* [Exercise brief] Copy out each line of the data below in which the string "impl" appears.

-----

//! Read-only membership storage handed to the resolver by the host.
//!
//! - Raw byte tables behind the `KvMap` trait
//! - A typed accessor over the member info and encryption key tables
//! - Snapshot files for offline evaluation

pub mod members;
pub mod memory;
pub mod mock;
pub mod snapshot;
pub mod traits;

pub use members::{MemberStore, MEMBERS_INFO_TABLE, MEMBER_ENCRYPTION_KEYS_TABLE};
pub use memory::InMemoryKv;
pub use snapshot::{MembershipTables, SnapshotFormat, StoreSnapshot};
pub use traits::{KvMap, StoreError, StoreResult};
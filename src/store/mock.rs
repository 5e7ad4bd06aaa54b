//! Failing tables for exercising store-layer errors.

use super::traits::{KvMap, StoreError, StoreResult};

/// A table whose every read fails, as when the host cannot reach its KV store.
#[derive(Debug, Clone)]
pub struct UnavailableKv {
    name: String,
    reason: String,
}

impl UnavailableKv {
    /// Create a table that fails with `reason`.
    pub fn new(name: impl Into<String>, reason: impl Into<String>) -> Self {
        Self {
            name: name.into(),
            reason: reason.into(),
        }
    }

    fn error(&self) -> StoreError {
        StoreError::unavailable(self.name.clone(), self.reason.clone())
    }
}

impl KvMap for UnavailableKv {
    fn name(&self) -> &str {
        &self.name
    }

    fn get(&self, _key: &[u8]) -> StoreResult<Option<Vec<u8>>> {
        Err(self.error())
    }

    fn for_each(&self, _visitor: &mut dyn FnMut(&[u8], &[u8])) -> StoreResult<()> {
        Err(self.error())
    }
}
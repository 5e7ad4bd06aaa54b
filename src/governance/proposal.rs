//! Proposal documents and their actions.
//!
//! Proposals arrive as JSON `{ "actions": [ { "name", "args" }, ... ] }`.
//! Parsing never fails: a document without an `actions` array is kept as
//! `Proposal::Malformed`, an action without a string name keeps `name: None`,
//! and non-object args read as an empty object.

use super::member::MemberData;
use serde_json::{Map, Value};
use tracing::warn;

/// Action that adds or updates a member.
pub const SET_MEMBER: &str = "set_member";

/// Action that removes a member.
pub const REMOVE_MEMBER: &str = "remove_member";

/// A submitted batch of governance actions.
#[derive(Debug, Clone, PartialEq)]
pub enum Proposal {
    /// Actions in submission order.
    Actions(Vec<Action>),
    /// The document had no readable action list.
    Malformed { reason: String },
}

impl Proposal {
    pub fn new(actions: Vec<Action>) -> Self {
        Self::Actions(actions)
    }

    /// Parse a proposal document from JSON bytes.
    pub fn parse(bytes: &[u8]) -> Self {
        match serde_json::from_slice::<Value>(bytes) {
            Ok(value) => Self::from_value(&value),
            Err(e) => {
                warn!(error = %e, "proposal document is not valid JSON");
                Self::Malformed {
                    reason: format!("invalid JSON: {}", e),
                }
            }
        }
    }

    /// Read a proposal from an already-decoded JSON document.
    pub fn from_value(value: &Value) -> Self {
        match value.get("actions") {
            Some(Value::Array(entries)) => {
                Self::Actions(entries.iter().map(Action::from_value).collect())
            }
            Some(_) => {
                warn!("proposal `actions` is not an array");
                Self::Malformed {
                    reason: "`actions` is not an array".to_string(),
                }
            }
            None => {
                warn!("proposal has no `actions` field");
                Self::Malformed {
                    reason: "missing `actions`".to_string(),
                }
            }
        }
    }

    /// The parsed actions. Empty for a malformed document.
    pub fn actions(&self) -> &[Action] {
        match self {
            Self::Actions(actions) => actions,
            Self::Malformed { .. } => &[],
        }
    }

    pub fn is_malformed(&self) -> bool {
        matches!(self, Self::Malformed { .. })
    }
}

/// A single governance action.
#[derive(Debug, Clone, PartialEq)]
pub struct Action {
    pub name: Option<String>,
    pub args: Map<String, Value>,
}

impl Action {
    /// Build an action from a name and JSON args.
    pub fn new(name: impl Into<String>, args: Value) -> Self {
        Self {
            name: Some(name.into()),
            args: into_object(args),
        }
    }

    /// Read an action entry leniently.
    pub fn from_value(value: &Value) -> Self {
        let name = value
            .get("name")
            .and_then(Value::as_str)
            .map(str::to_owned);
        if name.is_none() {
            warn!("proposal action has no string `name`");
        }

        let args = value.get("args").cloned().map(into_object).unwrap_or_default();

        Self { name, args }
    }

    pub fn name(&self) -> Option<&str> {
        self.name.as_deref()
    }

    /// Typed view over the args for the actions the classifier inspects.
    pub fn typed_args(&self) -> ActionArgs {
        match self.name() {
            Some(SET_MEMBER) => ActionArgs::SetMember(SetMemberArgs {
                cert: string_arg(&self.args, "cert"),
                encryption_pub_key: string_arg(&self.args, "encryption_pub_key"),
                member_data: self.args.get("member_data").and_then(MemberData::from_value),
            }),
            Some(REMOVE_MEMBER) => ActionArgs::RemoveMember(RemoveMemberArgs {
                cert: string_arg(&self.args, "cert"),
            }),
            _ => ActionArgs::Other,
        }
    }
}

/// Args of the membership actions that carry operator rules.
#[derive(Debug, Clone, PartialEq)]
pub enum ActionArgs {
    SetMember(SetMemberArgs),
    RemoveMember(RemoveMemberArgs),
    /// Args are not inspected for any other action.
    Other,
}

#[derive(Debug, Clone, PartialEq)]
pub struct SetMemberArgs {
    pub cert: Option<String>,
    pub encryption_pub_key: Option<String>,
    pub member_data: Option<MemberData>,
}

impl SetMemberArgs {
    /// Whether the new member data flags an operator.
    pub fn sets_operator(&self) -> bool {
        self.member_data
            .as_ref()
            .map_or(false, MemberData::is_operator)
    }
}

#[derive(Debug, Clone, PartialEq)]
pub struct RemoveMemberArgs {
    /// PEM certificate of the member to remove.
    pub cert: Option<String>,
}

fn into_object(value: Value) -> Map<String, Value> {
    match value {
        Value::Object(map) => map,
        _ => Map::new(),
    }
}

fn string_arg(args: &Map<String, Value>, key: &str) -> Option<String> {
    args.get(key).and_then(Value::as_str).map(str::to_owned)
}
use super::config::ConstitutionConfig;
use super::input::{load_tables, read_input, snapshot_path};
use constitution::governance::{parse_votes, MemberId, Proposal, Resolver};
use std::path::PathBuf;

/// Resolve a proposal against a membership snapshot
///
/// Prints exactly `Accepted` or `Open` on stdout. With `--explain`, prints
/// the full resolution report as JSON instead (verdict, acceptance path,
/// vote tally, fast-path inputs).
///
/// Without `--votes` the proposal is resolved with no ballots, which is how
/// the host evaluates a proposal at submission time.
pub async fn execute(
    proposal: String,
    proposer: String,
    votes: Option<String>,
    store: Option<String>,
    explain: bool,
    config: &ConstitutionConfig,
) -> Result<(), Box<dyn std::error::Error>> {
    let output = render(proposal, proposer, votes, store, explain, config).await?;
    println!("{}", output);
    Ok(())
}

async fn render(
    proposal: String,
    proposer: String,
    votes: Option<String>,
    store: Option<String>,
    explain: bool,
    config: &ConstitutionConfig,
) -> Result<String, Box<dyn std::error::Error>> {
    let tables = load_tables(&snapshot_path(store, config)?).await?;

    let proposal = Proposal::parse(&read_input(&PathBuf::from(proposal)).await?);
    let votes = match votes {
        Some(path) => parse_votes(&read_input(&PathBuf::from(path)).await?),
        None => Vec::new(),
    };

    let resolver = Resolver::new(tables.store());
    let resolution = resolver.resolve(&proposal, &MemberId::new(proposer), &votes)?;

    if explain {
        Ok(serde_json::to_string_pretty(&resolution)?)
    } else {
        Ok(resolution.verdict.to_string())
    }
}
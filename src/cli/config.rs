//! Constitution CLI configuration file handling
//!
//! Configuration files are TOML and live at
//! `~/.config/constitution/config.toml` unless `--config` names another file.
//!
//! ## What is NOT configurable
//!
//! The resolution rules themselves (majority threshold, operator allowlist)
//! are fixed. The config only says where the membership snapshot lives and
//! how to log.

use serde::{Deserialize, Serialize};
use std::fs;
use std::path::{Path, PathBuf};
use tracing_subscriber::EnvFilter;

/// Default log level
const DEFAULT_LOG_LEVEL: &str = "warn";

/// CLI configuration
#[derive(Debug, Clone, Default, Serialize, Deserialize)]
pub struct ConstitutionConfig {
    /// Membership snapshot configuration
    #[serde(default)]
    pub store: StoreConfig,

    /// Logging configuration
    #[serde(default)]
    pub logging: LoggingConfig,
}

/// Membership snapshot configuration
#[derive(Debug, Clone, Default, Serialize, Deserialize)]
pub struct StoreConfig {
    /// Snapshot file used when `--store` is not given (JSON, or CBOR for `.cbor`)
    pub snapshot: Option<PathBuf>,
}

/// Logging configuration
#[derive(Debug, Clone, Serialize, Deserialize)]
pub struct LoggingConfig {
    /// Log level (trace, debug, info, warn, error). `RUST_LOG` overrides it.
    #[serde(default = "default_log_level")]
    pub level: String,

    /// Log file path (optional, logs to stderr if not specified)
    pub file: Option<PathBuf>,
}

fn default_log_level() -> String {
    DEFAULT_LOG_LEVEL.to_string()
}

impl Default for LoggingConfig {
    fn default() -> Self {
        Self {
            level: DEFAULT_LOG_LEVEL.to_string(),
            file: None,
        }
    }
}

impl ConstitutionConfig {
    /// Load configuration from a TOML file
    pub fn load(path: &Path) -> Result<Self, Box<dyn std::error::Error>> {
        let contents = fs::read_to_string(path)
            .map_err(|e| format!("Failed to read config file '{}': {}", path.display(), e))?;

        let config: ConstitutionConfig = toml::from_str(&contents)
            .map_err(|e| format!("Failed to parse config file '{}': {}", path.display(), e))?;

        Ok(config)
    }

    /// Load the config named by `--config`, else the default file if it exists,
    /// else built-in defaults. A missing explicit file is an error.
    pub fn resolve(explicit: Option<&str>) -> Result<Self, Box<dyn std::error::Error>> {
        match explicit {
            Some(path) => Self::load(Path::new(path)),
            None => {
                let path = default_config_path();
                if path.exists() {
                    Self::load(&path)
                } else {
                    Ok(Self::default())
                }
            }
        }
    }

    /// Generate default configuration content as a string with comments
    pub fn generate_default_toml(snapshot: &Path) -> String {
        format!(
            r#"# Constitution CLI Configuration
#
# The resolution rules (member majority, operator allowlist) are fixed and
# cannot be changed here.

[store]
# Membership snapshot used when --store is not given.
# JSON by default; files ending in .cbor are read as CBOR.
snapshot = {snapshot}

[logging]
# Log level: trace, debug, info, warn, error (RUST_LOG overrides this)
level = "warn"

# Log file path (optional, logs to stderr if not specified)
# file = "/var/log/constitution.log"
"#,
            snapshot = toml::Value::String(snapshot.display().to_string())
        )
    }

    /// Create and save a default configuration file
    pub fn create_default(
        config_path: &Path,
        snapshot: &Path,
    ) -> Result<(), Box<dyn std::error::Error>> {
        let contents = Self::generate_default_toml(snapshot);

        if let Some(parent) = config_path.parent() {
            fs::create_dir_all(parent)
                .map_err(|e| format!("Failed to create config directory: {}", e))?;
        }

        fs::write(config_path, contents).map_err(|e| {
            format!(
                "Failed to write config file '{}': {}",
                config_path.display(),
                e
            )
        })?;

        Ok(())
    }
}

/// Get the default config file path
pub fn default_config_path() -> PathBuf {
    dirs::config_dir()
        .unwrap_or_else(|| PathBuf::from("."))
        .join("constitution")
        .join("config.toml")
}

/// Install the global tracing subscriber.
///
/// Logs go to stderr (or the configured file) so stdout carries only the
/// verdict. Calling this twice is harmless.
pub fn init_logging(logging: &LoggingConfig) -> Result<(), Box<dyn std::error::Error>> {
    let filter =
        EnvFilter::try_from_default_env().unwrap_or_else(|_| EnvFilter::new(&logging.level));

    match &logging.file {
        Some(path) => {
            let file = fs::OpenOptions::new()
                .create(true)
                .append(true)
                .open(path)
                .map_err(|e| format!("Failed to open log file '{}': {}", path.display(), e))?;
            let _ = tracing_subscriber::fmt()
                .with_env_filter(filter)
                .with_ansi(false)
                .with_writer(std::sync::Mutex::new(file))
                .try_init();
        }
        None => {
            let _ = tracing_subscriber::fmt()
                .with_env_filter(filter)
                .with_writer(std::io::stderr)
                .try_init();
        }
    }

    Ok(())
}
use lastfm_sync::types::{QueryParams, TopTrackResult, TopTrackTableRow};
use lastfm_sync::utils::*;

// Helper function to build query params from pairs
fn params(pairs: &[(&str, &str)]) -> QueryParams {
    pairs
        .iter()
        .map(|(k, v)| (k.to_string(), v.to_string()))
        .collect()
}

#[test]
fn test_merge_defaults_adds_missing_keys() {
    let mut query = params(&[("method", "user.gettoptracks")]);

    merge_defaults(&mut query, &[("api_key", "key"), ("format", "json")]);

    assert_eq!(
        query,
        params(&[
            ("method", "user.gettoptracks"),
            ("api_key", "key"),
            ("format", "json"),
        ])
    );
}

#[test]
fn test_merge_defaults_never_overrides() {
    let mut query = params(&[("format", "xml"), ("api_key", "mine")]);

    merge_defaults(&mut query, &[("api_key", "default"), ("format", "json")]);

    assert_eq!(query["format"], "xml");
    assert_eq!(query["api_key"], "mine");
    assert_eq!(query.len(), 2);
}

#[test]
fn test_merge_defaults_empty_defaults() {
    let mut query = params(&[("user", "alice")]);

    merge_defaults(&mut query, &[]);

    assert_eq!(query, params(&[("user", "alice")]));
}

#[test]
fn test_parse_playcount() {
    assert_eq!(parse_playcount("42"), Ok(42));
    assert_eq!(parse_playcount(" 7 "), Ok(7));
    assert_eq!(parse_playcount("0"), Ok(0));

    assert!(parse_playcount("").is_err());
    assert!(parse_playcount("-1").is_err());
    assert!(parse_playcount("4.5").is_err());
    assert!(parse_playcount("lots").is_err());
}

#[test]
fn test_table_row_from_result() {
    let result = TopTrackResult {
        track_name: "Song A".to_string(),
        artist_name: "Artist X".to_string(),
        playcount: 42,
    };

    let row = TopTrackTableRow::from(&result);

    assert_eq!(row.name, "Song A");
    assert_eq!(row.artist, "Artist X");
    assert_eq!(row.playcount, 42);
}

-----

* [Answer]
impl UnavailableKv {
    pub fn new(name: impl Into<String>, reason: impl Into<String>) -> Self {
impl KvMap for UnavailableKv {
impl Proposal {
impl Action {
    pub fn new(name: impl Into<String>, args: Value) -> Self {
impl SetMemberArgs {
impl Default for LoggingConfig {
impl ConstitutionConfig {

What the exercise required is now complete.